What the task asks | Look through the records below for the line with "fn parse_word(input: &str)" and the line with "pub(crate) fn parse_bracket(input: &str)", then return those lines and all lines between, exactly.

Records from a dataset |
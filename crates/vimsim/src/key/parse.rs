use std::ops::BitOr;

use crossterm::event::{KeyCode, KeyModifiers};

use nom::{
    branch::alt,
    bytes::streaming::take_while_m_n,
    character::streaming::{char, one_of, satisfy},
    combinator::recognize,
    multi::many0,
    sequence::terminated,
    IResult,
};

use super::Key;

/// Longest key name accepted between the angle brackets.
pub(crate) const MAX_KEY_NAME: usize = 16;

/// A bracketed key as written, before its name is interpreted.
#[derive(Clone, Debug, Eq, PartialEq)]
pub(crate) struct BracketKey<'a> {
    pub mods: KeyModifiers,
    pub name: &'a str,
}

fn parse_modifier(input: &str) -> IResult<&str, KeyModifiers> {
    /*
     * Parse the modifier prefixes in things like <C-...>, <S-...>, <A-...>, <M-...> and
     * <D-...>. Vim accepts these in either case.
     */
    let (input, m) = terminated(one_of("CSAMDcsamd"), char('-'))(input)?;

    let m = match m.to_ascii_uppercase() {
        'C' => KeyModifiers::CONTROL,
        'S' => KeyModifiers::SHIFT,
        'A' | 'M' => KeyModifiers::ALT,
        _ => KeyModifiers::SUPER,
    };

    Ok((input, m))
}

fn parse_word(input: &str) -> IResult<&str, &str> {
    take_while_m_n(1, MAX_KEY_NAME, |c: char| c.is_ascii_alphanumeric())(input)
}

fn parse_symbol(input: &str) -> IResult<&str, &str> {
    recognize(satisfy(|c: char| !c.is_whitespace()))(input)
}

/// Parse a bracketed key name, like `<Esc>`, `<C-[>` or `<div>`.
///
/// These are streaming parsers: input that could still become a valid bracket once more
/// characters arrive produces [nom::Err::Incomplete].
pub(crate) fn parse_bracket(input: &str) -> IResult<&str, BracketKey<'_>> {
    let (input, _) = char('<')(input)?;
    let (input, m) = many0(parse_modifier)(input)?;

    let (input, name) = if m.is_empty() {
        parse_word(input)?
    } else {
        alt((parse_word, parse_symbol))(input)?
    };

    let (input, _) = char('>')(input)?;

    let mods = m.into_iter().fold(KeyModifiers::NONE, BitOr::bitor);

    Ok((input, BracketKey { mods, name }))
}

fn named_key(name: &str) -> Option<KeyCode> {
    let lower = name.to_ascii_lowercase();

    let code = match lower.as_str() {
        "cr" | "return" | "enter" => KeyCode::Enter,
        "nl" | "newline" | "linefeed" | "lf" => KeyCode::Char('\n'),
        "esc" => KeyCode::Esc,
        "bs" | "backspace" => KeyCode::Backspace,
        "del" | "delete" => KeyCode::Delete,
        "tab" => KeyCode::Tab,
        "space" => KeyCode::Char(' '),
        "lt" => KeyCode::Char('<'),
        "bar" => KeyCode::Char('|'),
        "bslash" => KeyCode::Char('\\'),
        "nul" => KeyCode::Null,
        "up" => KeyCode::Up,
        "down" => KeyCode::Down,
        "left" => KeyCode::Left,
        "right" => KeyCode::Right,
        "home" => KeyCode::Home,
        "end" => KeyCode::End,
        "pageup" => KeyCode::PageUp,
        "pagedown" => KeyCode::PageDown,
        "insert" => KeyCode::Insert,
        _ => {
            let n = lower.strip_prefix('f')?.parse::<u8>().ok()?;

            if (1..=12).contains(&n) {
                KeyCode::F(n)
            } else {
                return None;
            }
        },
    };

    Some(code)
}

impl BracketKey<'_> {
    /// Interpret the bracket's name, returning `None` for names that aren't keys.
    pub(crate) fn resolve(&self) -> Option<Key> {
        let mut m = self.mods;
        let mut chars = self.name.chars();

        if let (Some(c), None) = (chars.next(), chars.next()) {
            if m.is_empty() {
                // Single characters need a modifier, so <a> is just text.
                return None;
            }

            if m.contains(KeyModifiers::CONTROL) {
                m -= KeyModifiers::SHIFT;

                let k = match c.to_ascii_lowercase() {
                    'i' => Key::from(KeyCode::Tab),
                    'j' => Key::from(KeyCode::Char('\n')),
                    'm' => Key::from(KeyCode::Enter),
                    '[' => Key::from(KeyCode::Esc),
                    'h' | '?' => Key::from(KeyCode::Backspace),
                    '@' => Key::new(KeyCode::Char(' '), m),
                    c => Key::new(KeyCode::Char(c), m),
                };

                return Some(k);
            }

            if m.contains(KeyModifiers::SHIFT) {
                let c = c.to_ascii_uppercase();

                return Some(Key::new(KeyCode::Char(c), m));
            }

            return Some(Key::new(KeyCode::Char(c), m));
        }

        let code = named_key(self.name)?;

        if code == KeyCode::Tab && m == KeyModifiers::SHIFT {
            return Some(Key::from(KeyCode::BackTab));
        }

        if let KeyCode::Char(c) = code {
            if m.contains(KeyModifiers::CONTROL) {
                m -= KeyModifiers::SHIFT;

                return Some(Key::new(KeyCode::Char(c), m));
            }
        }

        Some(Key::new(code, m))
    }
}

Solution below |
fn parse_word(input: &str) -> IResult<&str, &str> {
    take_while_m_n(1, MAX_KEY_NAME, |c: char| c.is_ascii_alphanumeric())(input)
}

fn parse_symbol(input: &str) -> IResult<&str, &str> {
    recognize(satisfy(|c: char| !c.is_whitespace()))(input)
}

/// Parse a bracketed key name, like `<Esc>`, `<C-[>` or `<div>`.
///
/// These are streaming parsers: input that could still become a valid bracket once more
/// characters arrive produces [nom::Err::Incomplete].
pub(crate) fn parse_bracket(input: &str) -> IResult<&str, BracketKey<'_>> {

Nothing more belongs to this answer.